Ncholu Manyala and colleagues have demonstrated the existence of a new class of materials — small-bandgap semiconductors with manganese impurities — that display non-Fermi-liquid behaviour near a metal–insulator transition. Applying a small magnetic field restores the Fermi liquid, suggesting that the so-called under-compensated Kondo effect — in which a localized moment is insufficiently screened by the mobile charges — is the source of the observed behaviour.
The introduction of a manganese atom into iron silicide frees up a positively charged quasiparticle (a hole) and the atom acquires a net moment. Detailed measurements by Manyala et al. show that, even when the semiconductor is cooled down to extremely low temperatures, a few localized moments remain visible to the free charge. This is in contrast to other materials in which the moments are either fully screened by mobile charges or couple fully to each other through antiferromagnetic exchange interactions.
Divide and conquer
Phys. Rev. Lett. 101, 058701 (2008)
It was realized in the late eighteenth century that the relatively benign cowpox virus could be used to immunize humans against smallpox, a lethal disease. However, finding the optimum strategy for the immunization of a population — or, in a modern analogy, for the protection of a computer network — using a minimum number of vaccine doses remains an open problem. Yiping Chen and colleagues have a new strategy, one that they claim requires up to 50% fewer doses than existing schemes.
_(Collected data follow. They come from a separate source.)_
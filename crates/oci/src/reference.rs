//! Container reference parsing.
//!
//! Parsing follows the standard `[registry/]repository[:tag][@digest]`
//! grammar implemented by `oci-distribution`; unqualified names resolve to
//! `docker.io`.

use oci_distribution::Reference;
use std::fmt;
use std::str::FromStr;

use crate::{Error, Result};

/// A parsed container reference.
#[derive(Debug, Clone, PartialEq, Eq, Hash)]
pub struct ContainerReference {
    /// Registry host, including an optional port.
    pub registry: String,
    /// Repository path within the registry.
    pub repository: String,
    /// Tag, when addressed by tag.
    pub tag: Option<String>,
    /// Content digest, when addressed by digest.
    pub digest: Option<String>,
}

impl ContainerReference {
    /// Parse an image reference string.
    pub fn parse(name: &str) -> Result<Self> {
        let reference = name
            .parse::<Reference>()
            .map_err(|e| Error::invalid_reference(name, e.to_string()))?;
        Ok(Self::from(&reference))
    }

    /// Copy of this reference addressed by `digest` instead of its tag.
    #[must_use]
    pub fn with_digest(&self, digest: impl Into<String>) -> Self {
        Self {
            registry: self.registry.clone(),
            repository: self.repository.clone(),
            tag: None,
            digest: Some(digest.into()),
        }
    }

    /// Copy of this reference addressed by `tag`.
    #[must_use]
    pub fn with_tag(&self, tag: impl Into<String>) -> Self {
        Self {
            registry: self.registry.clone(),
            repository: self.repository.clone(),
            tag: Some(tag.into()),
            digest: None,
        }
    }

    /// The digest if present, otherwise the tag.
    #[must_use]
    pub fn version(&self) -> Option<&str> {
        self.digest.as_deref().or(self.tag.as_deref())
    }

    /// Convert to the `oci-distribution` reference type.
    #[must_use]
    pub fn to_distribution(&self) -> Reference {
        match (&self.digest, &self.tag) {
            (Some(digest), _) => Reference::with_digest(
                self.registry.clone(),
                self.repository.clone(),
                digest.clone(),
            ),
            (None, Some(tag)) => {
                Reference::with_tag(self.registry.clone(), self.repository.clone(), tag.clone())
            }
            (None, None) => Reference::with_tag(
                self.registry.clone(),
                self.repository.clone(),
                "latest".to_string(),
            ),
        }
    }
}

impl From<&Reference> for ContainerReference {
    fn from(reference: &Reference) -> Self {
        Self {
            registry: reference.registry().to_string(),
            repository: reference.repository().to_string(),
            tag: reference.tag().map(ToString::to_string),
            digest: reference.digest().map(ToString::to_string),
        }
    }
}

impl FromStr for ContainerReference {
    type Err = Error;

    fn from_str(s: &str) -> Result<Self> {
        Self::parse(s)
    }
}

impl fmt::Display for ContainerReference {
    fn fmt(&self, f: &mut fmt::Formatter<'_>) -> fmt::Result {
        write!(f, "{}/{}", self.registry, self.repository)?;
        if let Some(tag) = &self.tag {
            write!(f, ":{tag}")?;
        }
        if let Some(digest) = &self.digest {
            write!(f, "@{digest}")?;
        }
        Ok(())
    }
}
Mathematically speaking, the problem is how to fragment a network with a minimum number of node removals. Earlier strategies involved knocking out the most central nodes until the network was broken up into disconnected clusters. But this approach led to a broad distribution of cluster sizes, and, therefore, many doses have to be used to isolate relatively small clusters. Chen et al. now demonstrate that fragmentation of the network into clusters of approximately equal size is a more efficient strategy, and provide tools for this 'equal graph partitioning'.
The long and the short of it
Europhys. Lett. 83, 17001 (2008)
The way in which charge carriers scatter is one of the key factors that determines a material's electrical characteristics. Graphene is no exception. But seemingly contradictory results on the influence of adsorbed impurities have confounded attempts to establish a connection between charge scattering and various anomalous aspects of graphene's behaviour — such as its unusually high minimum conductivity.
Maxim Trushin and John Schliemann have constructed a semiclassical microscopic model to describe graphene's electronic behaviour that incorporates both short- and long-range impurity scattering potentials. According to this model, scattering from impurities with short-range potentials — such as nitrogen dioxide — only affects the mobility of carriers close to the Dirac point at low carrier concentrations. Scattering from longer-range impurities — such as potassium — however, affects the carrier mobility over a wider range of energies and concentrations.
The model also suggests that graphene's anomalous minimum conductivity is a result of the chiral nature of its charge carriers, rather than the shape of its bandstructure — which could be proved by future experiments on impurity scattering in bilayer graphene.